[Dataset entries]
//! Device directory
//!
//! Cameras and sensor nodes register here under a unique name, which is
//! also the `device_id` they report telemetry under. The directory backs
//! the agent management endpoints and the health check.

pub mod directory;
pub mod health;

use async_trait::async_trait;
use chrono::{DateTime, Utc};
use serde::{Deserialize, Serialize};
use thiserror::Error;

pub use directory::MemoryDirectory;
pub use health::{device_health, HealthStatus};

/// Default reporting interval for devices that do not declare one
pub const DEFAULT_REPORT_INTERVAL_SECS: u32 = 60;

fn default_report_interval() -> u32 {
    DEFAULT_REPORT_INTERVAL_SECS
}

/// A registered device
#[derive(Debug, Clone, PartialEq, Serialize, Deserialize)]
pub struct Device {
    /// Unique name, used as the telemetry `device_id`
    pub name: String,
    /// Where the device can be reached, if it exposes anything
    pub url: Option<String>,
    /// How often the device promises to report, in seconds
    pub report_interval_secs: u32,
    pub description: Option<String>,
    pub registered_at: DateTime<Utc>,
}

/// Registration payload for creating or updating a device
#[derive(Debug, Clone, PartialEq, Serialize, Deserialize)]
pub struct NewDevice {
    pub name: String,
    #[serde(default)]
    pub url: Option<String>,
    #[serde(default = "default_report_interval")]
    pub report_interval_secs: u32,
    #[serde(default)]
    pub description: Option<String>,
}

/// Error type for directory operations
///
/// Display strings double as the API messages for these conditions.
#[derive(Debug, Clone, PartialEq, Eq, Error)]
pub enum DirectoryError {
    #[error("Agent with this name already exists")]
    NameTaken(String),
    #[error("Agent not found")]
    NotFound(String),
    #[error("directory backend unavailable: {0}")]
    Unavailable(String),
}

/// Storage contract for device registrations
#[async_trait]
pub trait DeviceDirectory: Send + Sync {
    /// Register a device under a new unique name
    async fn create(&self, new: NewDevice) -> Result<Device, DirectoryError>;

    async fn get(&self, name: &str) -> Result<Option<Device>, DirectoryError>;

    /// All devices, newest registration first
    async fn list(&self) -> Result<Vec<Device>, DirectoryError>;

    /// Replace a device's registration, keeping its registration time
    ///
    /// Renaming onto an existing name is rejected.
    async fn update(&self, name: &str, new: NewDevice) -> Result<Device, DirectoryError>;

    async fn remove(&self, name: &str) -> Result<(), DirectoryError>;
}
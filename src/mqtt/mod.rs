//! MQTT ingest bridge
//!
//! Optional bridge (behind the `mqtt` feature) that mirrors the HTTP
//! telemetry ingest over MQTT. Devices publish readings to `iot/data`;
//! the server can push commands to `iot/command/{device_id}`.

pub mod bridge;

pub use bridge::{BridgeError, MqttBridge, COMMAND_TOPIC, DATA_TOPIC};
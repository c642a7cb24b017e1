//! Server configuration

use std::net::SocketAddr;

use crate::relay::DEFAULT_MAILBOX_CAPACITY;

/// Default frame size cap; uploads beyond this are refused
pub const DEFAULT_MAX_FRAME_BYTES: usize = 2 * 1024 * 1024;

/// Server configuration options
#[derive(Debug, Clone)]
pub struct ServerConfig {
    /// Address to bind to
    pub bind_addr: SocketAddr,

    /// Mailbox capacity for newly registered viewers
    pub mailbox_capacity: usize,

    /// Maximum accepted request body size in bytes
    pub max_frame_bytes: usize,
}

impl Default for ServerConfig {
    fn default() -> Self {
        Self {
            bind_addr: "0.0.0.0:12346".parse().unwrap(),
            mailbox_capacity: DEFAULT_MAILBOX_CAPACITY,
            max_frame_bytes: DEFAULT_MAX_FRAME_BYTES,
        }
    }
}

impl ServerConfig {
    /// Create a new config with custom bind address
    pub fn with_addr(addr: SocketAddr) -> Self {
        Self {
            bind_addr: addr,
            ..Default::default()
        }
    }

    /// Set the bind address
    pub fn bind(mut self, addr: SocketAddr) -> Self {
        self.bind_addr = addr;
        self
    }

    /// Set the viewer mailbox capacity
    pub fn mailbox_capacity(mut self, capacity: usize) -> Self {
        self.mailbox_capacity = capacity.max(1);
        self
    }

    /// Set the frame size cap
    pub fn max_frame_bytes(mut self, bytes: usize) -> Self {
        self.max_frame_bytes = bytes;
        self
    }

    /// Build a config from the environment
    ///
    /// Reads `CAMHUB_BIND`, `CAMHUB_MAILBOX_CAPACITY` and
    /// `CAMHUB_MAX_FRAME_BYTES`. Unset variables keep their defaults;
    /// malformed values are logged and ignored.
    pub fn from_env() -> Self {
        let mut config = Self::default();

        if let Ok(value) = std::env::var("CAMHUB_BIND") {
            match value.parse() {
                Ok(addr) => config.bind_addr = addr,
                Err(_) => tracing::warn!(%value, "Invalid CAMHUB_BIND, using default"),
            }
        }

        if let Ok(value) = std::env::var("CAMHUB_MAILBOX_CAPACITY") {
            match value.parse::<usize>() {
                Ok(capacity) if capacity > 0 => config.mailbox_capacity = capacity,
                _ => tracing::warn!(%value, "Invalid CAMHUB_MAILBOX_CAPACITY, using default"),
            }
        }

        if let Ok(value) = std::env::var("CAMHUB_MAX_FRAME_BYTES") {
            match value.parse::<usize>() {
                Ok(bytes) if bytes > 0 => config.max_frame_bytes = bytes,
                _ => tracing::warn!(%value, "Invalid CAMHUB_MAX_FRAME_BYTES, using default"),
            }
        }

        config
    }
}
//! Throughput counters for the frame relay

use std::sync::atomic::{AtomicU64, AtomicUsize, Ordering};

use serde::Serialize;

/// Point-in-time view of the relay counters
#[derive(Debug, Clone, Default, PartialEq, Eq, Serialize)]
pub struct RelaySnapshot {
    /// Frames accepted from publishers
    pub frames_received: u64,
    /// Total payload bytes accepted
    pub bytes_received: u64,
    /// Per-viewer deliveries (one frame sent to three viewers counts three)
    pub frames_delivered: u64,
    /// Frames dropped because a viewer mailbox was full
    pub frames_dropped: u64,
    /// Currently registered viewers
    pub viewers: usize,
    /// Viewers ever registered
    pub viewers_total: u64,
}

/// Atomic counters updated on the hot path
///
/// All loads and stores are `Relaxed`. The counters are monotonic and only
/// read for reporting, so no ordering between them is required.
#[derive(Debug, Default)]
pub struct RelayStats {
    frames_received: AtomicU64,
    bytes_received: AtomicU64,
    frames_delivered: AtomicU64,
    frames_dropped: AtomicU64,
    viewers: AtomicUsize,
    viewers_total: AtomicU64,
}

impl RelayStats {
    pub fn new() -> Self {
        Self::default()
    }

    /// Record an accepted frame and its payload size
    pub fn record_frame(&self, bytes: usize) {
        self.frames_received.fetch_add(1, Ordering::Relaxed);
        self.bytes_received.fetch_add(bytes as u64, Ordering::Relaxed);
    }

    /// Record how many viewer mailboxes accepted a frame
    pub fn record_delivered(&self, count: usize) {
        if count > 0 {
            self.frames_delivered
                .fetch_add(count as u64, Ordering::Relaxed);
        }
    }

    /// Record a frame discarded because a mailbox was full
    pub fn record_dropped(&self) {
        self.frames_dropped.fetch_add(1, Ordering::Relaxed);
    }

    pub fn viewer_connected(&self) {
        self.viewers.fetch_add(1, Ordering::Relaxed);
        self.viewers_total.fetch_add(1, Ordering::Relaxed);
    }

    pub fn viewer_disconnected(&self) {
        self.viewers.fetch_sub(1, Ordering::Relaxed);
    }

    /// Read all counters into a plain snapshot
    pub fn snapshot(&self) -> RelaySnapshot {
        RelaySnapshot {
            frames_received: self.frames_received.load(Ordering::Relaxed),
            bytes_received: self.bytes_received.load(Ordering::Relaxed),
            frames_delivered: self.frames_delivered.load(Ordering::Relaxed),
            frames_dropped: self.frames_dropped.load(Ordering::Relaxed),
            viewers: self.viewers.load(Ordering::Relaxed),
            viewers_total: self.viewers_total.load(Ordering::Relaxed),
        }
    }
}

#[cfg(test)]
mod tests {
    use super::*;

    #[test]
    fn test_snapshot_starts_at_zero() {
        let stats = RelayStats::new();
        let snap = stats.snapshot();
        assert_eq!(snap.frames_received, 0);
        assert_eq!(snap.bytes_received, 0);
        assert_eq!(snap.frames_delivered, 0);
        assert_eq!(snap.frames_dropped, 0);
        assert_eq!(snap.viewers, 0);
        assert_eq!(snap.viewers_total, 0);
    }

    #[test]
    fn test_frame_counters() {
        let stats = RelayStats::new();
        stats.record_frame(1024);
        stats.record_frame(2048);
        stats.record_delivered(3);
        stats.record_delivered(0);
        stats.record_dropped();

        let snap = stats.snapshot();
        assert_eq!(snap.frames_received, 2);
        assert_eq!(snap.bytes_received, 3072);
        assert_eq!(snap.frames_delivered, 3);
        assert_eq!(snap.frames_dropped, 1);
    }

    #[test]
    fn test_viewer_gauge_and_total() {
        let stats = RelayStats::new();
        stats.viewer_connected();
        stats.viewer_connected();
        stats.viewer_disconnected();

        let snap = stats.snapshot();
        assert_eq!(snap.viewers, 1);
        assert_eq!(snap.viewers_total, 2);
    }

    #[test]
    fn test_snapshot_serializes_to_json() {
        let stats = RelayStats::new();
        stats.record_frame(10);

        let json = serde_json::to_value(stats.snapshot()).unwrap();
        assert_eq!(json["frames_received"], 1);
        assert_eq!(json["bytes_received"], 10);
    }
}
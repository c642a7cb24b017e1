//! In-memory device directory
//!
//! Reference implementation of [`DeviceDirectory`] keyed by device name.
//! Registrations do not survive a restart.

use std::collections::HashMap;

use async_trait::async_trait;
use chrono::Utc;
use tokio::sync::RwLock;

use super::{Device, DeviceDirectory, DirectoryError, NewDevice};

/// Volatile name-keyed directory
#[derive(Debug, Default)]
pub struct MemoryDirectory {
    devices: RwLock<HashMap<String, Device>>,
}

impl MemoryDirectory {
    pub fn new() -> Self {
        Self::default()
    }
}

#[async_trait]
impl DeviceDirectory for MemoryDirectory {
    async fn create(&self, new: NewDevice) -> Result<Device, DirectoryError> {
        let mut devices = self.devices.write().await;

        if devices.contains_key(&new.name) {
            return Err(DirectoryError::NameTaken(new.name));
        }

        let device = Device {
            name: new.name,
            url: new.url,
            report_interval_secs: new.report_interval_secs,
            description: new.description,
            registered_at: Utc::now(),
        };
        devices.insert(device.name.clone(), device.clone());

        tracing::info!(device = %device.name, "Device registered");

        Ok(device)
    }

    async fn get(&self, name: &str) -> Result<Option<Device>, DirectoryError> {
        Ok(self.devices.read().await.get(name).cloned())
    }

    async fn list(&self) -> Result<Vec<Device>, DirectoryError> {
        let devices = self.devices.read().await;

        let mut all: Vec<Device> = devices.values().cloned().collect();
        all.sort_by(|a, b| {
            b.registered_at
                .cmp(&a.registered_at)
                .then_with(|| a.name.cmp(&b.name))
        });

        Ok(all)
    }

    async fn update(&self, name: &str, new: NewDevice) -> Result<Device, DirectoryError> {
        let mut devices = self.devices.write().await;

        let Some(existing) = devices.get(name) else {
            return Err(DirectoryError::NotFound(name.to_string()));
        };

        if new.name != name && devices.contains_key(&new.name) {
            return Err(DirectoryError::NameTaken(new.name));
        }

        let device = Device {
            name: new.name,
            url: new.url,
            report_interval_secs: new.report_interval_secs,
            description: new.description,
            registered_at: existing.registered_at,
        };
        devices.remove(name);
        devices.insert(device.name.clone(), device.clone());

        tracing::info!(device = %device.name, "Device updated");

        Ok(device)
    }

    async fn remove(&self, name: &str) -> Result<(), DirectoryError> {
        let removed = self.devices.write().await.remove(name);

        match removed {
            Some(_) => {
                tracing::info!(device = name, "Device removed");
                Ok(())
            }
            None => Err(DirectoryError::NotFound(name.to_string())),
        }
    }
}

#[cfg(test)]
mod tests {
    use std::time::Duration;

    use super::*;

    fn new_device(name: &str) -> NewDevice {
        NewDevice {
            name: name.to_string(),
            url: Some(format!("http://{name}.local")),
            report_interval_secs: 60,
            description: None,
        }
    }

    #[tokio::test]
    async fn test_create_and_get() {
        let directory = MemoryDirectory::new();

        let created = directory.create(new_device("esp32-01")).await.unwrap();
        assert_eq!(created.name, "esp32-01");
        assert_eq!(created.report_interval_secs, 60);

        let fetched = directory.get("esp32-01").await.unwrap().unwrap();
        assert_eq!(fetched, created);

        assert!(directory.get("unknown").await.unwrap().is_none());
    }

    #[tokio::test]
    async fn test_create_rejects_duplicate_name() {
        let directory = MemoryDirectory::new();
        directory.create(new_device("esp32-01")).await.unwrap();

        let result = directory.create(new_device("esp32-01")).await;
        assert!(matches!(result, Err(DirectoryError::NameTaken(_))));
    }

    #[tokio::test]
    async fn test_list_newest_first() {
        let directory = MemoryDirectory::new();
        directory.create(new_device("older")).await.unwrap();
        tokio::time::sleep(Duration::from_millis(5)).await;
        directory.create(new_device("newer")).await.unwrap();

        let all = directory.list().await.unwrap();
        let names: Vec<&str> = all.iter().map(|d| d.name.as_str()).collect();
        assert_eq!(names, vec!["newer", "older"]);
    }

    #[tokio::test]
    async fn test_update_replaces_fields_keeps_registration_time() {
        let directory = MemoryDirectory::new();
        let created = directory.create(new_device("esp32-01")).await.unwrap();

        let mut changes = new_device("esp32-01");
        changes.report_interval_secs = 5;
        changes.description = Some("garden camera".to_string());

        let updated = directory.update("esp32-01", changes).await.unwrap();
        assert_eq!(updated.report_interval_secs, 5);
        assert_eq!(updated.description.as_deref(), Some("garden camera"));
        assert_eq!(updated.registered_at, created.registered_at);
    }

    #[tokio::test]
    async fn test_update_can_rename() {
        let directory = MemoryDirectory::new();
        directory.create(new_device("old-name")).await.unwrap();

        let updated = directory
            .update("old-name", new_device("new-name"))
            .await
            .unwrap();
        assert_eq!(updated.name, "new-name");

        assert!(directory.get("old-name").await.unwrap().is_none());
        assert!(directory.get("new-name").await.unwrap().is_some());
    }

    #[tokio::test]
    async fn test_update_rejects_rename_onto_existing() {
        let directory = MemoryDirectory::new();
        directory.create(new_device("esp32-01")).await.unwrap();
        directory.create(new_device("esp32-02")).await.unwrap();

        let result = directory.update("esp32-02", new_device("esp32-01")).await;
        assert!(matches!(result, Err(DirectoryError::NameTaken(_))));
    }

    #[tokio::test]
    async fn test_update_unknown_is_not_found() {
        let directory = MemoryDirectory::new();
        let result = directory.update("ghost", new_device("ghost")).await;
        assert!(matches!(result, Err(DirectoryError::NotFound(_))));
    }

    #[tokio::test]
    async fn test_remove() {
        let directory = MemoryDirectory::new();
        directory.create(new_device("esp32-01")).await.unwrap();

        directory.remove("esp32-01").await.unwrap();
        assert!(directory.get("esp32-01").await.unwrap().is_none());

        let result = directory.remove("esp32-01").await;
        assert!(matches!(result, Err(DirectoryError::NotFound(_))));
    }
}
//! Synthetic camera that pushes JPEG frames to a camhub server
//!
//! Run with: cargo run --example push_frames [SERVER_URL] [FPS]
//!
//! Examples:
//!   cargo run --example push_frames                              # 10 fps to http://127.0.0.1:12346
//!   cargo run --example push_frames http://192.168.1.50:12346    # 10 fps to a remote server
//!   cargo run --example push_frames http://127.0.0.1:12346 30    # 30 fps
//!
//! The frames are JPEG-marked test buffers, not decodable images, so
//! watch them arrive through the counters rather than a browser:
//!   curl http://127.0.0.1:12346/status
//!   curl -sN http://127.0.0.1:12346/stream | head -c 256 | xxd

use std::time::Duration;

const DEFAULT_SERVER_URL: &str = "http://127.0.0.1:12346";
const DEFAULT_FPS: f64 = 10.0;

/// Build a JPEG-marked buffer carrying a sequence number.
///
/// Size varies with the sequence number so the relay's byte counters
/// move the way they would with a real camera.
fn make_frame(seq: u64) -> Vec<u8> {
    let body_len = 512 + (seq % 7) as usize * 128;

    let mut frame = Vec::with_capacity(body_len + 24);
    frame.extend_from_slice(&[0xFF, 0xD8, 0xFF, 0xE0]); // SOI + APP0
    frame.extend_from_slice(b"camhub");
    frame.extend_from_slice(&seq.to_be_bytes());
    frame.resize(frame.len() + body_len, 0x55);
    frame.extend_from_slice(&[0xFF, 0xD9]); // EOI
    frame
}

fn print_usage() {
    eprintln!("Usage: push_frames [SERVER_URL] [FPS]");
    eprintln!();
    eprintln!("Arguments:");
    eprintln!("  SERVER_URL    camhub server (default: {})", DEFAULT_SERVER_URL);
    eprintln!("  FPS           frames per second (default: {})", DEFAULT_FPS);
    eprintln!();
    eprintln!("Examples:");
    eprintln!("  push_frames");
    eprintln!("  push_frames http://192.168.1.50:12346");
    eprintln!("  push_frames http://127.0.0.1:12346 30");
}

#[tokio::main]
async fn main() -> Result<(), Box<dyn std::error::Error>> {
    let args: Vec<String> = std::env::args().collect();

    if args.iter().any(|a| a == "--help" || a == "-h") {
        print_usage();
        return Ok(());
    }

    let server_url = args
        .get(1)
        .map(|s| s.trim_end_matches('/').to_string())
        .unwrap_or_else(|| DEFAULT_SERVER_URL.to_string());

    let fps = match args.get(2) {
        Some(raw) => match raw.parse::<f64>() {
            Ok(fps) if fps > 0.0 => fps,
            _ => {
                eprintln!("Error: invalid FPS '{}'", raw);
                eprintln!();
                print_usage();
                std::process::exit(1);
            }
        },
        None => DEFAULT_FPS,
    };

    let upload_url = format!("{}/upload_frame", server_url);
    println!("Pushing frames to {} at {} fps", upload_url, fps);
    println!("Stream them back:  curl -sN {}/stream | head -c 256 | xxd", server_url);
    println!("Watch the counts:  curl {}/status", server_url);
    println!();

    let client = reqwest::Client::new();
    let mut ticker = tokio::time::interval(Duration::from_secs_f64(1.0 / fps));

    let mut seq: u64 = 0;
    let mut sent: u64 = 0;
    let mut failed: u64 = 0;

    loop {
        tokio::select! {
            _ = ticker.tick() => {
                let frame = make_frame(seq);
                seq += 1;

                let result = client
                    .post(&upload_url)
                    .header("Content-Type", "image/jpeg")
                    .body(frame)
                    .send()
                    .await;

                match result {
                    Ok(resp) if resp.status().is_success() => sent += 1,
                    Ok(resp) => {
                        failed += 1;
                        eprintln!("Server refused frame {}: HTTP {}", seq, resp.status());
                    }
                    Err(e) => {
                        failed += 1;
                        eprintln!("Failed to send frame {}: {}", seq, e);
                    }
                }

                if sent > 0 && sent % 100 == 0 {
                    println!("Sent {} frames ({} failed)", sent, failed);
                }
            }
            _ = tokio::signal::ctrl_c() => {
                println!("\nStopping: {} frames sent, {} failed", sent, failed);
                break;
            }
        }
    }

    Ok(())
}
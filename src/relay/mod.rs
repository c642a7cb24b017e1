//! Frame relay for camera-to-viewer fan-out
//!
//! The relay accepts JPEG frames from camera publishers and fans each one
//! out to all registered viewers. Every viewer owns a private bounded
//! mailbox (`tokio::sync::mpsc`), so one stalled viewer cannot slow the
//! camera down or starve the others.
//!
//! # Architecture
//!
//! ```text
//!                          Arc<FrameHub>
//!                   ┌──────────────────────────┐
//!                   │ viewers: HashMap<u64,    │
//!                   │   mpsc::Sender<Bytes>    │
//!                   │ >                        │
//!                   └────────────┬─────────────┘
//!                                │
//!        ┌───────────────────────┼───────────────────────┐
//!        │                       │                       │
//!        ▼                       ▼                       ▼
//!   [Publisher]             [Viewer]                [Viewer]
//!   hub.publish()           viewer.recv()           viewer.recv()
//!        │                       │                       │
//!        └──► try_send per mailbox ──► multipart part ──► HTTP
//! ```
//!
//! # Zero-Copy Design
//!
//! Frames are `bytes::Bytes`, so fan-out clones a reference count rather
//! than the payload. All viewers share one allocation per frame.
//!
//! # Overrun Policy
//!
//! `publish` uses `try_send` and never waits. When a viewer's mailbox is
//! full the incoming frame is dropped for that viewer: the mailbox keeps
//! the oldest undelivered frames and loses the newest. Drops are counted
//! per viewer miss in the relay stats.

pub mod error;
pub mod hub;
pub mod viewer;

pub use error::PublishError;
pub use hub::{FrameHub, DEFAULT_MAILBOX_CAPACITY};
pub use viewer::Viewer;
//! camhub server binary
//!
//! Run with: camhub [BIND_ADDR]
//!
//! Examples:
//!   camhub                      # binds to 0.0.0.0:12346
//!   camhub localhost            # binds to 127.0.0.1:12346
//!   camhub 127.0.0.1:8080       # binds to 127.0.0.1:8080
//!
//! Environment:
//!   CAMHUB_BIND                 bind address (overridden by BIND_ADDR)
//!   CAMHUB_MAILBOX_CAPACITY     frames buffered per viewer
//!   CAMHUB_MAX_FRAME_BYTES      upload size cap
//!   CAMHUB_MQTT_URI             enable the MQTT bridge (mqtt feature)
//!   CAMHUB_MQTT_CLIENT_ID       MQTT client id (default camhub-server)

use std::net::SocketAddr;
use std::sync::Arc;

use camhub::server::{self, AppState, ServerConfig};

/// Parse bind address from command line argument.
///
/// Accepts formats:
/// - "localhost" -> 127.0.0.1:12346
/// - "localhost:8080" -> 127.0.0.1:8080
/// - "127.0.0.1" -> 127.0.0.1:12346
/// - "0.0.0.0:12346" -> 0.0.0.0:12346
fn parse_bind_addr(arg: &str) -> Result<SocketAddr, String> {
    const DEFAULT_PORT: u16 = 12346;

    let normalized = arg.replace("localhost", "127.0.0.1");

    if let Ok(addr) = normalized.parse::<SocketAddr>() {
        return Ok(addr);
    }

    if let Ok(ip) = normalized.parse::<std::net::IpAddr>() {
        return Ok(SocketAddr::new(ip, DEFAULT_PORT));
    }

    Err(format!(
        "Invalid bind address: '{}'. Expected format: IP:PORT or IP or 'localhost'",
        arg
    ))
}

fn print_usage() {
    eprintln!("Usage: camhub [BIND_ADDR]");
    eprintln!();
    eprintln!("Arguments:");
    eprintln!("  BIND_ADDR    Address to bind to (default: 0.0.0.0:12346)");
    eprintln!();
    eprintln!("Examples:");
    eprintln!("  camhub                      # binds to 0.0.0.0:12346");
    eprintln!("  camhub localhost            # binds to 127.0.0.1:12346");
    eprintln!("  camhub 127.0.0.1:8080       # binds to 127.0.0.1:8080");
}

#[tokio::main]
async fn main() -> Result<(), Box<dyn std::error::Error>> {
    let args: Vec<String> = std::env::args().collect();

    if args.iter().any(|a| a == "--help" || a == "-h") {
        print_usage();
        return Ok(());
    }

    // Initialize logging
    tracing_subscriber::fmt()
        .with_env_filter(
            tracing_subscriber::EnvFilter::from_default_env()
                .add_directive("camhub=info".parse()?),
        )
        .init();

    let mut config = ServerConfig::from_env();

    if let Some(addr_str) = args.get(1) {
        match parse_bind_addr(addr_str) {
            Ok(addr) => config.bind_addr = addr,
            Err(e) => {
                eprintln!("Error: {}", e);
                eprintln!();
                print_usage();
                std::process::exit(1);
            }
        }
    }

    let state = Arc::new(AppState::new(&config));

    println!("Starting camhub on {}", config.bind_addr);
    println!();
    println!("=== Push frames ===");
    println!("curl -X POST --data-binary @frame.jpg http://localhost:{}/upload_frame", config.bind_addr.port());
    println!();
    println!("=== Watch the stream ===");
    println!("open http://localhost:{}/stream in a browser", config.bind_addr.port());
    println!();

    #[cfg(feature = "mqtt")]
    if std::env::var("CAMHUB_MQTT_URI").is_ok() {
        let bridge = camhub::mqtt::MqttBridge::new_from_env(Arc::clone(&state.telemetry))?;
        tokio::spawn(async move {
            if let Err(e) = bridge.run().await {
                tracing::error!(error = %e, "MQTT bridge failed");
            }
        });
    }

    // Run with Ctrl+C handling
    tokio::select! {
        result = server::serve(&config, state) => {
            if let Err(e) = result {
                eprintln!("Server error: {}", e);
            }
        }
        _ = tokio::signal::ctrl_c() => {
            println!("\nShutting down...");
        }
    }

    Ok(())
}

#[cfg(test)]
mod tests {
    use super::*;

    #[test]
    fn test_parse_bind_addr_full() {
        let addr = parse_bind_addr("127.0.0.1:8080").unwrap();
        assert_eq!(addr.port(), 8080);
    }

    #[test]
    fn test_parse_bind_addr_localhost_and_bare_ip() {
        assert_eq!(
            parse_bind_addr("localhost").unwrap(),
            "127.0.0.1:12346".parse().unwrap()
        );
        assert_eq!(
            parse_bind_addr("0.0.0.0").unwrap(),
            "0.0.0.0:12346".parse().unwrap()
        );
    }

    #[test]
    fn test_parse_bind_addr_rejects_garbage() {
        assert!(parse_bind_addr("not-an-address").is_err());
    }
}
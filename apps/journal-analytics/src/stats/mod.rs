//! Trade aggregation: pure reductions of the journal into the numbers the
//! dashboard and reports display.
//!
//! Every operation is total - empty input, zero denominators, and dirty
//! values produce zeros or empty output, never an error - and none of them
//! filters by status internally. Views that want realized-only numbers pass
//! the collection through [`closed`] first; that contract belongs to the
//! caller so the same reductions can serve open-position views too.

mod breakdown;
mod calendar;
mod discipline;
mod equity;
mod summary;

pub use breakdown::{TagPnl, pnl_by_tag};
pub use calendar::{DayStats, MonthlyCalendar, monthly_calendar};
pub use discipline::clean_streak;
pub use equity::{EquityPoint, cumulative_equity};
pub use summary::{
    JournalSummary, average_loss, average_risk_reward, average_win, closed, net_pnl,
    profit_factor, summarize, win_rate,
};
// Allow unwrap/expect in tests - tests should panic on unexpected errors
#![cfg_attr(
    test,
    allow(
        clippy::unwrap_used,
        clippy::expect_used,
        clippy::float_cmp,
        clippy::too_many_lines
    )
)]

//! Journal Analytics - Rust Core Library
//!
//! Analysis core for the Quill trading journal. The surrounding application
//! (forms, routing, persistence, AI coaching) materializes the user's trade
//! log and hands it to this crate as an in-memory collection; everything
//! here is a synchronous, pure computation over that collection.
//!
//! # Modules
//!
//! - `models`: journal records (`Trade`, `Strategy`) and their wire tolerance
//! - `stats`: trade aggregation (summary statistics, equity series,
//!   tag/calendar breakdowns, discipline streaks)
//! - `backtest`: filtered chronological replay against a simulated balance
//! - `sizing`: fixed-fractional position sizing
//!
//! No function here mutates a trade or retains state between calls, so
//! concurrent callers can share one collection freely.

#![forbid(unsafe_code)]
#![warn(missing_docs)]
#![warn(clippy::pedantic)]

/// Backtest engine - filtered replay of the trade log.
pub mod backtest;

/// Error types for invalid caller input.
pub mod error;

/// Journal domain records.
pub mod models;

/// Fixed-fractional position sizing.
pub mod sizing;

/// Trade aggregation and summary statistics.
pub mod stats;

pub use backtest::{
    BacktestConfig, BacktestEngine, BacktestReport, BacktestSummary, SideFilter, StrategyFilter,
};
pub use error::AnalyticsError;
pub use models::{
    AssetClass, MarketCondition, Mood, RiskReward, Strategy, Trade, TradeSide, TradeStatus,
    strategy_name_catalog,
};
pub use sizing::{PositionSize, position_size};
pub use stats::{
    DayStats, EquityPoint, JournalSummary, MonthlyCalendar, TagPnl, average_loss,
    average_risk_reward, average_win, clean_streak, closed, cumulative_equity, monthly_calendar,
    net_pnl, pnl_by_tag, profit_factor, summarize, win_rate,
};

| What is expected |
Please copy each line of the records above that holds the word "RwLock".

| Exercise answer |
use tokio::sync::RwLock;
    devices: RwLock<HashMap<String, Device>>,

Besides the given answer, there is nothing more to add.